The Mendelssohn family typically spent Christmas at home, enjoying quiet time with their extended family. Fanny Mendelssohn reports on December 25: The Christmas candles are burnt down, the beautiful presents stowed away, and we spend our Christmas day quietly at home. Mother is asleep in one corner of the sofa; Paul in the other, Rebecca absorbed in the Fashions…. Our Christmas Eve was very merry and pleasant. Felix had written for Rebecca a children’s symphony which we performed. For me he has written a piece of a different kind, a four-part chorus with small orchestra accompaniment on the chorale “Christe, du Lamm Gottes.” I have played it several times today; it is most beautiful.

Gustav Mahler, on the other hand, got the holiday blues in 1886 and wrote to a friend: Last night I spent a sad Christmas Eve once again sitting at home all by myself, gazing out, seeing all the windows opposite aglow with Christmas trees and candles. And then I again I saw before me yourself and your family, the old congenial circle, now lost to me… then I no longer saw anything because a veil of moisture moved before my eyes, and the whole world, through which I am destined to wander without rest, was blotted out by a few tear-drops.

Brahms sent a letter to Clara Schumann in 1890 with this description of his holiday: How could I be better occupied on 24 December than sitting in imagination beside you at your breakfast table and talking and hearing all about the kind and charming things you are preparing…. Here next door in my library there stands a beautiful large tree which will remain concealed until this evening from my hostess’s two darling boys…. We could not have finer Christmas weather. All the trees and bushes are covered with frost and snow and it is a real joy to go out for a walk in the mild air. On that Christmas day Brahms had lunch at his favorite tavern, the Red Hedgehog, and took a nap in his favorite coffee shop later in the afternoon.

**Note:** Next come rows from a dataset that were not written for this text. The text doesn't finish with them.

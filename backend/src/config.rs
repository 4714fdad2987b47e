use std::net::SocketAddr;

use base64::Engine;
use base64::engine::general_purpose::URL_SAFE_NO_PAD;
use clap::Parser;

#[derive(Debug, Clone, Parser)]
#[command(author, version, about = "Eco-routing backend with token-based sessions")]
pub struct Config {
    /// Address the HTTP server listens on
    #[arg(long, env = "BIND_ADDR", default_value = "0.0.0.0:5000")]
    pub bind: SocketAddr,

    /// SQLite connection string for the user store (created if missing)
    #[arg(long, env = "DATABASE_URL", default_value = "sqlite://users.db")]
    pub database_url: String,

    /// HMAC secret used to sign session tokens. A random one is generated
    /// at startup when unset, which invalidates tokens on restart.
    #[arg(long, env = "JWT_SECRET", hide_env_values = true)]
    pub jwt_secret: Option<String>,

    /// Lifetime of issued session tokens, in days
    #[arg(long, env = "TOKEN_TTL_DAYS", default_value_t = 7)]
    pub token_ttl_days: i64,
}

impl Config {
    pub fn signing_secret(&self) -> String {
        match &self.jwt_secret {
            Some(secret) => secret.clone(),
            None => {
                tracing::warn!("JWT_SECRET not set, generating an ephemeral signing secret");
                random_secret()
            }
        }
    }
}

/// 32 random bytes, URL-safe base64.
pub fn random_secret() -> String {
    let bytes: [u8; 32] = rand::random();
    URL_SAFE_NO_PAD.encode(bytes)
}

#[cfg(test)]
mod tests {
    use super::*;
    use clap::CommandFactory;

    // Read from the command definition so BIND_ADDR and friends in the
    // environment cannot leak in.
    fn default_of(id: &str) -> String {
        Config::command()
            .get_arguments()
            .find(|arg| arg.get_id() == id)
            .and_then(|arg| arg.get_default_values().first())
            .map(|value| value.to_string_lossy().into_owned())
            .unwrap_or_else(|| panic!("no default for {id}"))
    }

    #[test]
    fn declared_defaults() {
        assert_eq!(default_of("bind"), "0.0.0.0:5000");
        assert_eq!(default_of("database_url"), "sqlite://users.db");
        assert_eq!(default_of("token_ttl_days"), "7");
    }

    #[test]
    fn secret_has_no_default() {
        let command = Config::command();
        let secret = command
            .get_arguments()
            .find(|arg| arg.get_id() == "jwt_secret")
            .unwrap();
        assert!(secret.get_default_values().is_empty());
    }

    #[test]
    fn flags_override_defaults() {
        let config = Config::try_parse_from([
            "backend",
            "--bind",
            "127.0.0.1:9000",
            "--jwt-secret",
            "s3cret",
            "--token-ttl-days",
            "1",
        ])
        .unwrap();
        assert_eq!(config.bind.to_string(), "127.0.0.1:9000");
        assert_eq!(config.signing_secret(), "s3cret");
        assert_eq!(config.token_ttl_days, 1);
    }

    #[test]
    fn random_secrets_differ() {
        let a = random_secret();
        assert_eq!(a.len(), 43);
        assert_ne!(a, random_secret());
    }
}
use std::sync::Arc;

use backend::{AppState, auth::TokenService, config::Config, create_router, database::Database};
use clap::Parser;
use tracing_subscriber::{layer::SubscriberExt, util::SubscriberInitExt};

#[tokio::main]
async fn main() -> Result<(), Box<dyn std::error::Error>> {
    tracing_subscriber::registry()
        .with(
            tracing_subscriber::EnvFilter::try_from_default_env()
                .unwrap_or_else(|_| "backend=debug,tower_http=info,axum::rejection=trace".into()),
        )
        .with(tracing_subscriber::fmt::layer())
        .init();

    let config = Config::parse();

    let db = Database::connect(&config.database_url).await?;
    db.migrate().await?;

    let tokens = TokenService::new(
        config.signing_secret().as_bytes(),
        chrono::Duration::days(config.token_ttl_days),
    );

    let state = AppState {
        db: Arc::new(db),
        tokens: Arc::new(tokens),
    };
    let app = create_router(state);

    tracing::info!("starting backend on http://{}", config.bind);
    tracing::info!("API endpoints:");
    tracing::info!("  POST /api/signup - Register a user");
    tracing::info!("  POST /api/login - Obtain a session token");
    tracing::info!("  POST /api/route - Shortest and eco routes (token required)");
    tracing::info!("  GET /api/areas - Area catalog");

    let listener = tokio::net::TcpListener::bind(config.bind).await?;
    axum::serve(listener, app).await?;
    Ok(())
}
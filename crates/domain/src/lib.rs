//! 中继系统核心领域模型
//!
//! 包含用户/主题标识、连接句柄接口、客户端信封解码以及应答帧定义。

pub mod connection;
pub mod envelope;
pub mod errors;
pub mod frame;
pub mod value_objects;

// 重新导出常用类型
pub use connection::*;
pub use envelope::*;
pub use errors::*;
pub use frame::*;
pub use value_objects::*;
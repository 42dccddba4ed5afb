//! 客户端入站帧的解码与校验
//!
//! 解码分两步：先按信封结构反序列化（失败即格式错误），
//! 再根据 `type` 检查必填字段，得到可以直接执行的 [`Command`]。

use serde::Deserialize;

use crate::frame::FrameError;
use crate::value_objects::{Topic, UserId};

/// 入站帧的原始信封
#[derive(Debug, Clone, Default, PartialEq, Eq, Deserialize)]
pub struct Envelope {
    /// 缺失或为 null 都按空类型处理
    #[serde(rename = "type")]
    pub kind: Option<String>,
    pub topic: Option<String>,
    pub to: Option<String>,
    pub message: Option<String>,
}

/// 校验通过的客户端指令
#[derive(Debug, Clone, PartialEq, Eq)]
pub enum Command {
    Subscribe { topic: Topic },
    Unsubscribe { topic: Topic },
    Publish { topic: Topic, message: String },
    Direct { to: UserId, message: String },
}

impl Envelope {
    /// 解析一帧原始数据
    pub fn decode(raw: &[u8]) -> Result<Self, FrameError> {
        serde_json::from_slice(raw).map_err(|_| FrameError::InvalidFormat)
    }

    /// 按消息类型校验字段
    pub fn into_command(self) -> Result<Command, FrameError> {
        match self.kind.as_deref().unwrap_or("") {
            "subscribe" => {
                let topic = topic_of(self.topic).ok_or(FrameError::TopicRequired)?;
                Ok(Command::Subscribe { topic })
            }
            "unsubscribe" => {
                let topic = topic_of(self.topic).ok_or(FrameError::UnsubscribeTopicRequired)?;
                Ok(Command::Unsubscribe { topic })
            }
            "publish" => match (topic_of(self.topic), non_empty(self.message)) {
                (Some(topic), Some(message)) => Ok(Command::Publish { topic, message }),
                _ => Err(FrameError::PublishFieldsRequired),
            },
            "direct" => {
                let to = non_empty(self.to).and_then(|to| UserId::parse(to).ok());
                match (to, non_empty(self.message)) {
                    (Some(to), Some(message)) => Ok(Command::Direct { to, message }),
                    _ => Err(FrameError::DirectFieldsRequired),
                }
            }
            _ => Err(FrameError::UnknownType),
        }
    }
}

fn non_empty(value: Option<String>) -> Option<String> {
    value.filter(|value| !value.is_empty())
}

fn topic_of(value: Option<String>) -> Option<Topic> {
    non_empty(value).and_then(|topic| Topic::parse(topic).ok())
}
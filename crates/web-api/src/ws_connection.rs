use std::sync::Arc;

use axum::extract::ws::{CloseFrame, Message as WsMessage, WebSocket};
use domain::{CloseReason, ConnectionHandle, ConnectionId, DeliveryError, UserId};
use futures_util::{
    stream::{SplitSink, SplitStream},
    SinkExt, StreamExt,
};
use tokio::sync::{mpsc, watch};

use application::Dispatcher;

use crate::state::AppState;

/// 注册表中代表一条 WebSocket 连接的句柄
///
/// 出站帧进入有界队列，由写任务串行写到 socket；队列满或写任务已结束时发送立即失败。
/// 关闭请求走单独的 watch 通道，不受出站队列积压影响。
pub struct WsHandle {
    connection_id: ConnectionId,
    outbound: mpsc::Sender<String>,
    closer: watch::Sender<Option<CloseReason>>,
}

impl WsHandle {
    fn new(outbound: mpsc::Sender<String>, closer: watch::Sender<Option<CloseReason>>) -> Self {
        Self {
            connection_id: ConnectionId::new(),
            outbound,
            closer,
        }
    }
}

impl ConnectionHandle for WsHandle {
    fn connection_id(&self) -> ConnectionId {
        self.connection_id
    }

    fn send(&self, payload: String) -> Result<(), DeliveryError> {
        self.outbound.try_send(payload).map_err(|err| match err {
            mpsc::error::TrySendError::Full(_) => DeliveryError::Backpressure,
            mpsc::error::TrySendError::Closed(_) => DeliveryError::Closed,
        })
    }

    fn close(&self, reason: CloseReason) {
        self.closer.send_replace(Some(reason));
    }
}

/// 单条已通过准入的中继连接
///
/// 读任务把客户端帧交给 [`Dispatcher`] 并把应答写回同一连接，
/// 写任务负责所有对 socket 的写操作。任意一个任务结束即视为连接结束。
pub struct RelayConnection {
    socket: WebSocket,
    state: AppState,
    user_id: UserId,
}

impl RelayConnection {
    pub fn new(socket: WebSocket, state: AppState, user_id: UserId) -> Self {
        Self {
            socket,
            state,
            user_id,
        }
    }

    /// 登记连接并运行读写循环，返回前注销自己的那条登记
    pub async fn run(self) {
        let Self {
            socket,
            state,
            user_id,
        } = self;

        let (outbound_tx, outbound_rx) = mpsc::channel(state.outbound_buffer);
        let (close_tx, close_rx) = watch::channel(None);
        let handle = Arc::new(WsHandle::new(outbound_tx.clone(), close_tx));
        let connection_id = handle.connection_id();

        if let Err(err) = state.relay.connect(user_id.clone(), handle).await {
            tracing::warn!(user_id = %user_id, error = %err, "WebSocket 连接被拒绝");
            refuse(socket, CloseReason::already_connected()).await;
            return;
        }

        tracing::info!(user_id = %user_id, connection_id = %connection_id, "WebSocket 连接已建立");

        let (sender, incoming) = socket.split();

        let mut send_task = tokio::spawn(write_loop(sender, outbound_rx, close_rx));
        let mut recv_task = tokio::spawn(read_loop(
            incoming,
            state.dispatcher.clone(),
            user_id.clone(),
            outbound_tx,
        ));

        tokio::select! {
            _ = &mut send_task => {
                tracing::debug!(user_id = %user_id, "WebSocket发送任务完成");
                recv_task.abort();
            }
            _ = &mut recv_task => {
                tracing::debug!(user_id = %user_id, "WebSocket接收任务完成");
                send_task.abort();
            }
        }

        state.relay.release(&user_id, connection_id).await;
        tracing::info!(user_id = %user_id, connection_id = %connection_id, "WebSocket连接已断开");
    }
}

/// 以关闭帧拒绝一条已升级但不会被登记的连接
pub(crate) async fn refuse(mut socket: WebSocket, reason: CloseReason) {
    tracing::debug!(code = reason.code, reason = %reason.reason, "refusing websocket connection");
    if let Err(err) = socket.send(WsMessage::Close(Some(close_frame(reason)))).await {
        tracing::debug!(error = %err, "Failed to send close frame");
    }
}

fn close_frame(reason: CloseReason) -> CloseFrame {
    CloseFrame {
        code: reason.code,
        reason: reason.reason.into(),
    }
}

async fn read_loop(
    mut incoming: SplitStream<WebSocket>,
    dispatcher: Dispatcher,
    user_id: UserId,
    replies: mpsc::Sender<String>,
) {
    while let Some(message) = incoming.next().await {
        let frame = match message {
            Ok(WsMessage::Text(text)) => dispatcher.dispatch(&user_id, text.as_str().as_bytes()).await,
            Ok(WsMessage::Binary(data)) => dispatcher.dispatch(&user_id, &data).await,
            Ok(WsMessage::Close(_)) => {
                tracing::info!(user_id = %user_id, "WebSocket收到关闭消息");
                break;
            }
            // ping/pong 由底层协议栈处理
            Ok(_) => continue,
            Err(err) => {
                tracing::info!(user_id = %user_id, error = %err, "WebSocket连接异常断开");
                break;
            }
        };

        let payload = match frame.to_text() {
            Ok(json) => json,
            Err(err) => {
                tracing::warn!(error = %err, "failed to serialize websocket reply");
                continue;
            }
        };

        // 应答等待队列空位，不同于广播的立即失败
        if replies.send(payload).await.is_err() {
            tracing::warn!(user_id = %user_id, "Failed to queue reply");
            break;
        }
    }
}

async fn write_loop(
    mut sender: SplitSink<WebSocket, WsMessage>,
    mut outbound: mpsc::Receiver<String>,
    mut close_rx: watch::Receiver<Option<CloseReason>>,
) {
    loop {
        tokio::select! {
            changed = close_rx.changed() => {
                let reason = match changed {
                    Ok(()) => close_rx.borrow_and_update().clone(),
                    Err(_) => None,
                };
                if let Some(reason) = reason {
                    if sender.send(WsMessage::Close(Some(close_frame(reason)))).await.is_err() {
                        tracing::debug!("Failed to send close frame");
                    }
                }
                break;
            }
            payload = outbound.recv() => {
                let Some(text) = payload else { break };
                if sender.send(WsMessage::Text(text.into())).await.is_err() {
                    tracing::warn!("Failed to send text message");
                    break;
                }
            }
        }
    }

    if let Err(err) = sender.close().await {
        tracing::debug!(error = %err, "Failed to close websocket sink");
    }
}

Perhaps the most well-known composer’s Christmas story we know of (and I would love to play this work this coming year) is that of Wagner in 1870 secretly writing Siegfried Idyll for his wife Cosima and performing it on Christmas morning. She wrote: When I woke up I heard a sound, it grew even louder, I could no longer imagine myself in a dream, music was sounding, and what music! After it had died away, R came in to me with the five children and put into my hands the score of his “Symphonic Birthday Greeting.” I was in tears, but so, too, was the whole household. After breakfast the orchestra again assembled, and now once again the Idyll was heard in the lower apartment, moving us all profoundly; Now I understood all R’s working in secret.

Chamber Music Amici wishes you all a joyful holiday and our best wishes in the New Year!